use crate::domain::validation::{required_text, text_list, ValidationErrors};
use chrono::NaiveDate;
use serde::{Deserialize, Serialize};
use uuid::Uuid;

pub const TITLE_MAX_CHARS: usize = 500;

#[derive(Debug, Clone, PartialEq, Serialize, Deserialize)]
pub struct DataExtraction {
    pub id: Uuid,
    pub title: String,
    pub summary: String,
    pub date: NaiveDate,
    pub tags: Vec<String>,
    pub pros: Vec<String>,
    pub cons: Vec<String>,
    pub authors: Vec<String>,
}

/// Create payload. The identifier is always assigned by the server.
#[derive(Debug, Clone, PartialEq, Serialize, Deserialize)]
pub struct NewDataExtraction {
    pub title: String,
    pub summary: String,
    pub date: NaiveDate,
    #[serde(default)]
    pub tags: Vec<String>,
    #[serde(default)]
    pub pros: Vec<String>,
    #[serde(default)]
    pub cons: Vec<String>,
    #[serde(default)]
    pub authors: Vec<String>,
}

impl NewDataExtraction {
    /// Normalizes whitespace and checks field constraints.
    pub fn validate(self) -> Result<Self, ValidationErrors> {
        let mut errors = ValidationErrors::new();

        let title = required_text(&mut errors, "title", self.title, Some(TITLE_MAX_CHARS));
        let summary = required_text(&mut errors, "summary", self.summary, None);
        let tags = text_list(&mut errors, "tags", self.tags);
        let pros = text_list(&mut errors, "pros", self.pros);
        let cons = text_list(&mut errors, "cons", self.cons);
        let authors = text_list(&mut errors, "authors", self.authors);

        errors.finish(Self {
            title,
            summary,
            date: self.date,
            tags,
            pros,
            cons,
            authors,
        })
    }
}

/// Tag membership uses OR logic; date bounds are inclusive.
#[derive(Debug, Clone, Default, PartialEq)]
pub struct ExtractionFilter {
    pub tags: Vec<String>,
    pub start_date: Option<NaiveDate>,
    pub end_date: Option<NaiveDate>,
}

impl ExtractionFilter {
    pub fn new(
        tags: Vec<String>,
        start_date: Option<NaiveDate>,
        end_date: Option<NaiveDate>,
    ) -> Result<Self, ValidationErrors> {
        let mut errors = ValidationErrors::new();
        if let (Some(start), Some(end)) = (start_date, end_date) {
            if start > end {
                errors.push("start_date", format!("must not be after end_date ({start} > {end})"));
            }
        }

        let tags = tags
            .into_iter()
            .map(|t| t.trim().to_string())
            .filter(|t| !t.is_empty())
            .collect();

        errors.finish(Self {
            tags,
            start_date,
            end_date,
        })
    }

    /// Parses the comma-separated form used in query strings (`tags=a,b`).
    pub fn split_tags(raw: Option<&str>) -> Vec<String> {
        raw.map(|s| s.split(',').map(str::to_string).collect())
            .unwrap_or_default()
    }
}
//! Per-variant working-set sizes for the CryptoNight families.
//!
//! This is the size table [`Algorithm::l3`](crate::Algorithm::l3)
//! delegates to for CryptoNight identifiers. The scratchpad size is a
//! property of the family, not the individual variant.

use crate::family::Family;
use crate::id::AlgorithmId;

const ONE_MIB: usize = 0x100000;

/// Scratchpad bytes required per concurrent CryptoNight instance.
///
/// Zero for identifiers outside the CryptoNight families, including both
/// sentinels. Pure function of the identifier.
pub fn memory(id: AlgorithmId) -> usize {
    match Family::of(id) {
        Family::Cn => 2 * ONE_MIB,
        #[cfg(feature = "cn-lite")]
        Family::CnLite => ONE_MIB,
        #[cfg(feature = "cn-heavy")]
        Family::CnHeavy => 4 * ONE_MIB,
        #[cfg(feature = "cn-pico")]
        Family::CnPico => ONE_MIB / 4,
        #[cfg(feature = "cn-extremelite")]
        Family::CnExtremeLite => ONE_MIB / 8,
        _ => 0,
    }
}
//! Alias catalog: maps human-readable algorithm names (from configuration
//! or the command line) to [`AlgorithmId`]s.
//!
//! The catalog is assembled exactly once, before the first lookup, from the
//! compiled-in per-family tables below, then never mutated. Concurrent
//! readers need no synchronization for that reason. Lookups are linear in
//! the (small, fixed) table size; first match wins.

use std::sync::OnceLock;

use crate::id::AlgorithmId;

/// One row of the alias catalog: a canonical name, an optional short
/// name, and the identifier both resolve to.
///
/// Many aliases may map to one identifier. No alias string may map to two
/// different identifiers; that would be a table defect and is checked by
/// tests.
#[derive(Debug, Clone, Copy)]
pub struct AliasEntry {
    /// Canonical name, always present and non-empty.
    pub name: &'static str,
    /// Short name, if the entry has one.
    pub short_name: Option<&'static str>,
    /// The identifier this entry resolves to.
    pub id: AlgorithmId,
}

const fn entry(
    name: &'static str,
    short_name: Option<&'static str>,
    id: AlgorithmId,
) -> AliasEntry {
    AliasEntry { name, short_name, id }
}

const CN_ENTRIES: &[AliasEntry] = {
    use AlgorithmId::*;
    &[
        entry("cryptonight/0", Some("cn/0"), Cn0),
        entry("cryptonight", Some("cn"), Cn0),
        entry("cryptonight/1", Some("cn/1"), Cn1),
        entry("cryptonight-monerov7", None, Cn1),
        entry("cryptonight_v7", None, Cn1),
        entry("cryptonight/2", Some("cn/2"), Cn2),
        entry("cryptonight-monerov8", None, Cn2),
        entry("cryptonight_v8", None, Cn2),
        entry("cryptonight/r", Some("cn/r"), CnR),
        entry("cryptonight_r", None, CnR),
        entry("cryptonight/wow", Some("cn/wow"), CnWow),
        entry("cryptonight/fast", Some("cn/fast"), CnFast),
        entry("cryptonight/msr", Some("cn/msr"), CnFast),
        entry("cryptonight/half", Some("cn/half"), CnHalf),
        entry("cryptonight/xao", Some("cn/xao"), CnXao),
        entry("cryptonight_alloy", None, CnXao),
        entry("cryptonight/rto", Some("cn/rto"), CnRto),
        entry("cryptonight/rwz", Some("cn/rwz"), CnRwz),
        entry("cryptonight/zls", Some("cn/zls"), CnZls),
        entry("cryptonight/double", Some("cn/double"), CnDouble),
        entry("cryptonight/conceal", Some("cn/conceal"), CnConceal),
        entry("cryptonight/ccx", Some("cn/ccx"), CnConceal),
    ]
};

#[cfg(feature = "cn-gpu")]
const CN_GPU_ENTRIES: &[AliasEntry] = {
    use AlgorithmId::*;
    &[
        entry("cryptonight/gpu", Some("cn/gpu"), CnGpu),
        entry("cryptonight_gpu", None, CnGpu),
    ]
};

#[cfg(feature = "cn-lite")]
const CN_LITE_ENTRIES: &[AliasEntry] = {
    use AlgorithmId::*;
    &[
        entry("cryptonight-lite/0", Some("cn-lite/0"), CnLite0),
        entry("cryptonight-lite/1", Some("cn-lite/1"), CnLite1),
        entry("cryptonight-lite", Some("cn-lite"), CnLite1),
        entry("cryptonight-light", Some("cn-light"), CnLite1),
        entry("cryptonight_lite", None, CnLite1),
        entry("cryptonight-aeonv7", None, CnLite1),
        entry("cryptonight_lite_v7", None, CnLite1),
    ]
};

#[cfg(feature = "cn-heavy")]
const CN_HEAVY_ENTRIES: &[AliasEntry] = {
    use AlgorithmId::*;
    &[
        entry("cryptonight-heavy/0", Some("cn-heavy/0"), CnHeavy0),
        entry("cryptonight-heavy", Some("cn-heavy"), CnHeavy0),
        entry("cryptonight_heavy", None, CnHeavy0),
        entry("cryptonight-heavy/xhv", Some("cn-heavy/xhv"), CnHeavyXhv),
        entry("cryptonight_haven", None, CnHeavyXhv),
        entry("cryptonight-heavy/tube", Some("cn-heavy/tube"), CnHeavyTube),
        entry("cryptonight-bittube2", None, CnHeavyTube),
    ]
};

#[cfg(feature = "cn-pico")]
const CN_PICO_ENTRIES: &[AliasEntry] = {
    use AlgorithmId::*;
    &[
        entry("cryptonight-pico", Some("cn-pico"), CnPico0),
        entry("cryptonight-pico/trtl", Some("cn-pico/trtl"), CnPico0),
        entry("cryptonight-turtle", Some("cn-trtl"), CnPico0),
        entry("cryptonight-ultralite", Some("cn-ultralite"), CnPico0),
        entry("cryptonight_turtle", Some("cn_turtle"), CnPico0),
    ]
};

#[cfg(feature = "cn-extremelite")]
const CN_EXTREMELITE_ENTRIES: &[AliasEntry] = {
    use AlgorithmId::*;
    &[
        entry(
            "cryptonight-extremelite/upx2",
            Some("cn-extremelite/upx2"),
            CnExtremeLite0,
        ),
        entry("cryptonight-extremelite", Some("cn-extremelite"), CnExtremeLite0),
        entry("cryptonight-upx2", Some("cn-upx2"), CnExtremeLite0),
        entry("upx2", None, CnExtremeLite0),
    ]
};

#[cfg(feature = "randomx")]
const RX_ENTRIES: &[AliasEntry] = {
    use AlgorithmId::*;
    &[
        entry("randomx/0", Some("rx/0"), Rx0),
        entry("randomx/test", Some("rx/test"), Rx0),
        entry("RandomX", Some("rx"), Rx0),
        entry("randomx/wow", Some("rx/wow"), RxWow),
        entry("RandomWOW", None, RxWow),
        entry("randomx/loki", Some("rx/loki"), RxLoki),
        entry("RandomXL", None, RxLoki),
        entry("randomx/arq", Some("rx/arq"), RxArq),
        entry("RandomARQ", None, RxArq),
    ]
};

#[cfg(feature = "argon2")]
const AR2_ENTRIES: &[AliasEntry] = {
    use AlgorithmId::*;
    &[
        entry("argon2/chukwa", None, Ar2Chukwa),
        entry("chukwa", None, Ar2Chukwa),
        entry("ar2/512", None, Ar2Chukwa),
        entry("ar2-512", None, Ar2Chukwa),
        entry("argon2/wrkz", None, Ar2Wrkz),
        entry("ar2/256", None, Ar2Wrkz),
        entry("ar2-256", None, Ar2Wrkz),
    ]
};

fn build_catalog() -> Vec<AliasEntry> {
    let mut entries = Vec::with_capacity(64);
    entries.extend_from_slice(CN_ENTRIES);
    #[cfg(feature = "cn-gpu")]
    entries.extend_from_slice(CN_GPU_ENTRIES);
    #[cfg(feature = "cn-lite")]
    entries.extend_from_slice(CN_LITE_ENTRIES);
    #[cfg(feature = "cn-heavy")]
    entries.extend_from_slice(CN_HEAVY_ENTRIES);
    #[cfg(feature = "cn-pico")]
    entries.extend_from_slice(CN_PICO_ENTRIES);
    #[cfg(feature = "cn-extremelite")]
    entries.extend_from_slice(CN_EXTREMELITE_ENTRIES);
    #[cfg(feature = "randomx")]
    entries.extend_from_slice(RX_ENTRIES);
    #[cfg(feature = "argon2")]
    entries.extend_from_slice(AR2_ENTRIES);
    entries
}

/// Every alias entry compiled into this build, in table order.
pub fn entries() -> &'static [AliasEntry] {
    static CATALOG: OnceLock<Vec<AliasEntry>> = OnceLock::new();
    CATALOG.get_or_init(build_catalog).as_slice()
}

/// Resolve an alias to an identifier.
///
/// `None` or an empty string resolves to [`AlgorithmId::Invalid`], as does
/// any string matching no entry. Comparison is ASCII-case-insensitive
/// against the canonical name, then the short name, in table order. Total:
/// an unresolved alias is a normal outcome, not an error.
pub fn parse(name: Option<&str>) -> AlgorithmId {
    let name = match name {
        Some(name) if !name.is_empty() => name,
        _ => return AlgorithmId::Invalid,
    };

    for entry in entries() {
        if entry.name.eq_ignore_ascii_case(name)
            || entry
                .short_name
                .is_some_and(|short| short.eq_ignore_ascii_case(name))
        {
            return entry.id;
        }
    }

    AlgorithmId::Invalid
}

/// Display name for an identifier: the first catalog entry with that id.
///
/// With `prefer_short`, the short name is returned when the entry has one;
/// otherwise the canonical name. Identifiers absent from the catalog
/// (including both sentinels) yield the literal `"invalid"`.
pub fn name(id: AlgorithmId, prefer_short: bool) -> &'static str {
    for entry in entries() {
        if entry.id == id {
            return match entry.short_name {
                Some(short) if prefer_short => short,
                _ => entry.name,
            };
        }
    }

    "invalid"
}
******
(WORK TASK) Using the records given above, list every line that includes the word "Clone".

(ANSWER SECTION)
#[derive(Debug, Clone, PartialEq, Serialize, Deserialize)]
#[derive(Debug, Clone, PartialEq, Serialize, Deserialize)]
#[derive(Debug, Clone, Default, PartialEq)]
#[derive(Debug, Clone, Copy)]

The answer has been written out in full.